Stalking aggravato via social: condanne per un tiktoker e un 60enne riminese
"Le condotte online hanno rilevanza penale"
Il Tribunale di Napoli Nord ha condannato in primo grado un 60enne riminese a 2 anni di reclusione e un noto tiktoker a 3 anni e 8 mesi per stalking aggravato tramite social e diffamazione ai danni di un 50enne napoletano e di una 45enne reggiana. Disposta anche una provvisionale di 2mila euro per ciascuna parte civile. Come riporta la Gazzetta di Napoli, la pena inferiore comminata al riminese è dovuta alla confessione del reato.
Secondo l'accusa, per mesi i due avrebbero perseguitato le vittime con video, dirette e pesanti minacce pubblicate sui social, diffondendo anche dati personali e incitando i follower a prenderle di mira. Le presunte vessazioni avrebbero avuto gravi conseguenze psicologiche sulle persone offese.

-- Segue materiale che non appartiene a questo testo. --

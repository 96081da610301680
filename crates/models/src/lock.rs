use crate::Id;
use chrono::{DateTime, Utc};
use serde::{Deserialize, Serialize};

/// Resource identifies what a `Lock` protects: an individual shard (scoped
/// to a store class), a named collection, or the process-wide `global`
/// resource used to serialize structural operations like topology refresh.
#[derive(Debug, Clone, PartialEq, Eq, Hash, Serialize, Deserialize)]
pub enum Resource {
    Shard { store_class: String, shard: u32 },
    Collection(String),
    Global,
}

impl std::fmt::Display for Resource {
    fn fmt(&self, f: &mut std::fmt::Formatter<'_>) -> std::fmt::Result {
        match self {
            Resource::Shard { store_class, shard } => write!(f, "shard:{store_class}:{shard}"),
            Resource::Collection(name) => write!(f, "collection:{name}"),
            Resource::Global => write!(f, "global"),
        }
    }
}

impl std::str::FromStr for Resource {
    type Err = anyhow::Error;

    fn from_str(s: &str) -> Result<Self, Self::Err> {
        if s == "global" {
            return Ok(Resource::Global);
        }
        if let Some(rest) = s.strip_prefix("collection:") {
            return Ok(Resource::Collection(rest.to_string()));
        }
        if let Some(rest) = s.strip_prefix("shard:") {
            let (store_class, shard) = rest
                .rsplit_once(':')
                .ok_or_else(|| anyhow::anyhow!("malformed shard resource {s:?}"))?;
            let shard: u32 = shard.parse()?;
            return Ok(Resource::Shard {
                store_class: store_class.to_string(),
                shard,
            });
        }
        anyhow::bail!("unrecognized resource {s:?}")
    }
}

/// Lock is a leased, fenced advisory hold over a `Resource`. The holder
/// renews at one-third of `expires_at - acquired_at`; any process may reap
/// a lock whose holding Migration has reached a terminal state, or whose
/// lease has expired past TTL plus grace.
#[derive(Debug, Clone, Serialize, Deserialize)]
pub struct Lock {
    pub resource: Resource,
    pub holder: Id,
    pub acquired_at: DateTime<Utc>,
    pub expires_at: DateTime<Utc>,
    pub fencing_token: i64,
}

La difesa del 60enne ha annunciato ricorso in appello dopo il deposito delle motivazioni della sentenza. Il legale delle parti civili ha parlato di una decisione destinata a fare giurisprudenza, sottolineando come anche le condotte sui social abbiano rilevanza penale. Il giudice sta inoltre valutando l'eventuale modifica della misura cautelare degli arresti domiciliari per entrambi gli imputati.